L'escale cairote devrait surtout permettre à MBS de consolider le nouvel axe anti-iranien dans la région et s'attacher les services d'un allié, même de circonstance, contre l'ennemi chiite, l'Iran et ses supposés satellites dans le Golfe persique. Sinon, le roadshow de MBS sera également une visite politique qui aura du poids dans les futures relations de Ryad avec ses voisins arabes d'abord, dont le Qatar, et surtout avec l'Iran, son ennemi de toujours. Le « trip » de MBS se poursuivra mercredi à Londres, ensuite du 19 au 23 mars à Washington et probablement à Paris. Ce périple de celui que les milieux politiques et financiers occidentaux considèrent déjà comme le futur souverain d'Arabie Saoudite, intervient après une profonde purge qu'il a effectuée dans les milieux religieux, d'affaires et militaires dans son pays, qui aura renforcé encore plus son pouvoir.

La tournée de MBS notamment à Londres et Washington intervient surtout après le lancement d'importantes réformes, en particulier sociales et culturelles avec l'ouverture de salles de cinéma et, une première, le droit des femmes de conduire des voitures. Une révolution qui a été cependant rendue possible avec l'arrestation et le confinement au silence des milieux religieux les plus radicaux. Vu de l'extérieur, MBS présente l'avantage de procéder à de vastes réformes tant politiques, économiques que sociales et culturelles dans un pays jusque-là fermé à tout modernisme. C'est, autrement, un nouveau visage de l'Arabie Saoudite qu'il veut forger avec notamment son programme de réformes économiques adossé à la vente de 5% de la principale compagnie pétrolière du pays et, surtout, un ?'islam plus tolérant et ouvert'' au monde.
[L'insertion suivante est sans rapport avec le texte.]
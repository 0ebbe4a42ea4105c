//! Hold durations for actors: fixed ones, and ones drawn from a distribution when the actor suspends.

use crate::Error;

use ordered_float::NotNan;
use rand::Rng;
use rand_distr::{Distribution, Exp, Normal, Uniform};

/// Simulated time and durations in the service desk model, in minutes.
pub type Minutes = NotNan<f64>;

/// Convert a finite float into [`Minutes`].
///
/// # Errors
///
/// [`Error::Configuration`] for NaN or infinite values.
pub fn minutes(value: f64) -> crate::Result<Minutes> {
    if !value.is_finite() {
        return Err(Error::Configuration(format!("{} is not a finite duration", value)));
    }
    NotNan::new(value).map_err(|_| Error::Configuration(format!("{} is not a number", value)))
}

/// How long an actor suspends for.
///
/// Random delays are drawn at the moment of suspension and are always strictly positive: draws that would not move
/// the clock forward are thrown away and drawn again, so time can never stall on a sampled hold.
#[derive(Debug, Clone, Copy)]
pub enum Delay {
    Fixed(Minutes),
    Uniform(Uniform<f64>),
    Exponential(Exp<f64>),
    Normal(Normal<f64>),
}

impl Delay {
    /// # Errors
    ///
    /// [`Error::Configuration`] for negative or non-finite durations.
    pub fn fixed(duration: f64) -> crate::Result<Self> {
        if duration < 0.0 {
            return Err(Error::Configuration(format!("fixed duration {} is negative", duration)));
        }
        Ok(Self::Fixed(minutes(duration)?))
    }

    /// Uniform on `[low, high)`.
    ///
    /// # Errors
    ///
    /// [`Error::Configuration`] unless `low < high` and both are finite.
    pub fn uniform(low: f64, high: f64) -> crate::Result<Self> {
        Uniform::new(low, high)
            .map(Self::Uniform)
            .map_err(|error| Error::Configuration(format!("uniform({}, {}): {}", low, high, error)))
    }

    /// Exponential with the given mean.
    ///
    /// # Errors
    ///
    /// [`Error::Configuration`] unless `mean` is finite and positive.
    pub fn exponential(mean: f64) -> crate::Result<Self> {
        if !(mean.is_finite() && mean > 0.0) {
            return Err(Error::Configuration(format!("exponential mean {} must be positive", mean)));
        }
        Exp::new(1.0 / mean)
            .map(Self::Exponential)
            .map_err(|error| Error::Configuration(format!("exponential({}): {}", mean, error)))
    }

    /// # Errors
    ///
    /// [`Error::Configuration`] unless `mean` is finite and `std_dev` is finite and non-negative. A degenerate
    /// distribution with a non-positive mean is rejected too, since no draw could ever advance the clock.
    pub fn normal(mean: f64, std_dev: f64) -> crate::Result<Self> {
        if !mean.is_finite() {
            return Err(Error::Configuration(format!("normal mean {} is not finite", mean)));
        }
        // rand_distr only checks that the deviation is finite
        if !(std_dev.is_finite() && std_dev >= 0.0) {
            return Err(Error::Configuration(format!(
                "normal standard deviation {} must be finite and non-negative",
                std_dev
            )));
        }
        if std_dev == 0.0 && mean <= 0.0 {
            return Err(Error::Configuration(format!("normal({}, 0) never draws a positive duration", mean)));
        }
        Normal::new(mean, std_dev)
            .map(Self::Normal)
            .map_err(|error| Error::Configuration(format!("normal({}, {}): {}", mean, std_dev, error)))
    }

    pub fn is_random(&self) -> bool {
        !matches!(self, Self::Fixed(_))
    }

    /// Duration of a hold that starts at `now`.
    ///
    /// Fixed delays are returned as configured. Random delays are redrawn until `now + delay > now`.
    pub fn sample<R>(&self, rng: &mut R, now: Minutes) -> Minutes
    where
        R: Rng + ?Sized,
    {
        let start = now.into_inner();
        loop {
            let draw = match self {
                Self::Fixed(duration) => return *duration,
                Self::Uniform(distribution) => distribution.sample(&mut *rng),
                Self::Exponential(distribution) => distribution.sample(&mut *rng),
                Self::Normal(distribution) => distribution.sample(&mut *rng),
            };
            if draw.is_finite() && start + draw > start {
                if let Ok(duration) = NotNan::new(draw) {
                    return duration;
                }
            }
            log::trace!("discarding non-positive duration draw {}", draw);
        }
    }
}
C'est pratiquement en tant que ?'vice-roi'' qu'il sera donc accueilli en Grande-Bretagne, puis à Washington et Paris. Ces trois capitales vont en effet dérouler le tapis rouge pour le prince héritier dont le roadshow à Londres et Washington, en attendant la confirmation de l'escale parisienne, a des allures de marketing politique et économique pour montrer qu'il est dorénavant l'homme fort du pays et qu'il peut prendre des décisions importantes. Et, à ce titre, qu'il peut revendiquer auprès de l'administration Trump un soutien militaire et stratégique plus ferme dans le bras de fer actuel avec Téhéran et dont le petit Yémen et son peuple sont en train de faire les frais. Dans un silence international assourdissant, contrairement à ce qui se passe en Syrie.

Dès lors, la visite en Grande-Bretagne et surtout à Washington du prince héritier saoudien a déjà pris les contours d'un soutien franc et sans ambiguïté à la stratégie américaine, sous le mandat de Trump, au Proche et Moyen-Orient, un alignement qui ne fait pas que des heureux. Car dans cet « échange de bonnes manières », la sécurité d'Israël vaut bien des compromissions et le Qatar comme l'Iran, mais surtout la Palestine, l'auront compris.